Sean Madigan

The College of Biological Sciences will increase undergraduate admission standards next year due to a more than 29 percent increase in enrollment this year. This will make its undergraduate admission standards the most competitive at the University, along with the Carlson School of Management.
Despite modest increases in average college enrollment throughout the University, the College of Biological Sciences saw the most growth of any college or program within the University.
Enrollment in the college soared this fall primarily due to changes in admissions standards and next year’s conversion to semesters.
The college accepted 215 new freshmen this fall — at least 100 more than 1997, the first year freshman were eligible to apply.
“That’s about 100 percent more than we originally targeted,” college outreach coordinator Paul Germscheid said. The University automatically accepts students based on a formula derived from ACT scores and high school class standing. Students’ ACT composite scores are doubled and then added to their high school class rank percentile.
This year students needed a minimum score of 120, but the increase in enrollment is causing the college to boost the minimum score to 135.

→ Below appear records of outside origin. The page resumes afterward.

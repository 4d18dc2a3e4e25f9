use clap::{Parser, Subcommand};

/// Timezone-aware weekly schedule compiler
#[derive(Parser, Debug)]
#[command(name = "tzsched")]
#[command(about = "Timezone-aware weekly schedule compiler")]
pub struct Cli {
    #[command(subcommand)]
    pub command: Commands,

    /// Enable verbose (debug) logging
    #[arg(long, global = true)]
    pub verbose: bool,
}

#[derive(Subcommand, Debug)]
pub enum Commands {
    /// Compile a weekly schedule into UTC regimes
    Compile(CompileArgs),
    /// Show the publish/retract batch for a weekly schedule
    Plan(PlanArgs),
    /// Convert published regimes back to local time
    Localize(LocalizeArgs),
    /// Explain the DST rule derived for a timezone
    Explain(ExplainArgs),
}

#[derive(clap::Args, Debug)]
pub struct CompileArgs {
    /// Schedule file (JSON, use - for stdin)
    pub schedule: String,

    /// IANA timezone, overrides the schedule file
    #[arg(short, long)]
    pub tz: Option<String>,

    /// Year whose DST rule applies, overrides the schedule file
    #[arg(short, long)]
    pub year: Option<i32>,

    /// Output format: json, text
    #[arg(long, default_value = "json")]
    pub output_format: String,
}

#[derive(clap::Args, Debug)]
pub struct PlanArgs {
    /// Schedule file (JSON, use - for stdin)
    pub schedule: String,

    /// IANA timezone, overrides the schedule file
    #[arg(short, long)]
    pub tz: Option<String>,

    /// Year whose DST rule applies, overrides the schedule file
    #[arg(short, long)]
    pub year: Option<i32>,

    /// Months currently published (e.g. 01,06)
    #[arg(long, value_delimiter = ',')]
    pub known: Vec<String>,

    /// Output format: json, text
    #[arg(long, default_value = "json")]
    pub output_format: String,
}

#[derive(clap::Args, Debug)]
pub struct LocalizeArgs {
    /// Published regimes file (JSON array, use - for stdin)
    pub published: String,

    /// IANA timezone
    #[arg(short, long)]
    pub tz: String,

    /// Instant deciding whether DST is active (RFC3339, default: now)
    #[arg(long)]
    pub at: Option<String>,

    /// Output format: json, text
    #[arg(long, default_value = "text")]
    pub output_format: String,
}

#[derive(clap::Args, Debug)]
pub struct ExplainArgs {
    /// IANA timezone
    #[arg(short, long)]
    pub tz: String,

    /// Year whose DST rule applies (default: current year)
    #[arg(short, long)]
    pub year: Option<i32>,

    /// Output format: json, text
    #[arg(long, default_value = "text")]
    pub output_format: String,
}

“They’re the brightest group of students on campus,” Germscheid said, referring to the incoming students.
The College of Education and Human Development also saw a considerable enrollment increase.

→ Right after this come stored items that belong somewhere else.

//! Wire records exchanged with the schedule API.
//!
//! A regime travels as
//! `{description, month: "MM", dates: [{date, hour?, minute?, schedule}]}`.
//! The API allows several `dates` per record; the compiler always emits
//! exactly one, and reads back the first.

use serde::{Deserialize, Serialize};

use crate::error::ScheduleError;
use crate::models::{Anchor, AnchorDate, RegimeKind, ScheduleRegime, WeeklyUtcSchedule};

#[derive(Debug, Clone, Serialize, Deserialize)]
pub struct RegimeRecord {
    pub description: RegimeKind,
    pub month: String,
    pub dates: Vec<DateEntry>,
}

#[derive(Debug, Clone, Serialize, Deserialize)]
pub struct DateEntry {
    pub date: AnchorDate,
    #[serde(default, skip_serializing_if = "Option::is_none")]
    pub hour: Option<i32>,
    #[serde(default, skip_serializing_if = "Option::is_none")]
    pub minute: Option<u32>,
    pub schedule: WeeklyUtcSchedule,
}

impl From<ScheduleRegime> for RegimeRecord {
    fn from(regime: ScheduleRegime) -> Self {
        RegimeRecord {
            description: regime.kind,
            month: regime.anchor.month_key(),
            dates: vec![DateEntry {
                date: regime.anchor.date,
                hour: regime.anchor.hour,
                minute: regime.anchor.minute,
                schedule: regime.schedule,
            }],
        }
    }
}

impl TryFrom<RegimeRecord> for ScheduleRegime {
    type Error = ScheduleError;

    fn try_from(record: RegimeRecord) -> Result<Self, Self::Error> {
        let month = record
            .month
            .parse::<u32>()
            .ok()
            .filter(|m| (1..=12).contains(m))
            .ok_or_else(|| {
                ScheduleError::ParseError(format!("Invalid month: '{}'", record.month))
            })?;
        let entry = record.dates.into_iter().next().ok_or_else(|| {
            ScheduleError::ParseError(format!(
                "Regime '{}' for month {} has no dates",
                record.description, record.month
            ))
        })?;

        Ok(ScheduleRegime {
            kind: record.description,
            anchor: Anchor {
                month,
                date: entry.date,
                hour: entry.hour,
                minute: entry.minute,
            },
            schedule: entry.schedule,
        })
    }
}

Associate Dean Mary Bents believes the largest portion of the increase is in the professional master’s program.
The College of Education targeted professionals nearing completion of their master’s program, Bents said.
“We sent letters reminding professionals that the University will be converting to semesters, and we urged them to finish while we are still the quarter system,” Bents said.
The college also saw a 22 percent jump in their undergraduate enrollment. Bents noted that percentages can be deceptive.
“We’re not a large college. The percentages are really relative to the number of students,” Bents said. Throughout the University system, the number of students enrolled on all four campuses rose 5.4 percent from last year.
Statewide, 51,835 students are attending the University system — 2,651 more than the previous year. The Office of the Registrar reported 39,595 students enrolled at the Twin Cities campus, up 1,980 from last year. There are 25,903 undergraduates, 9,426 graduate, 2,605 professional and 1,661 unclassified students attending the University on the Twin Cities campus.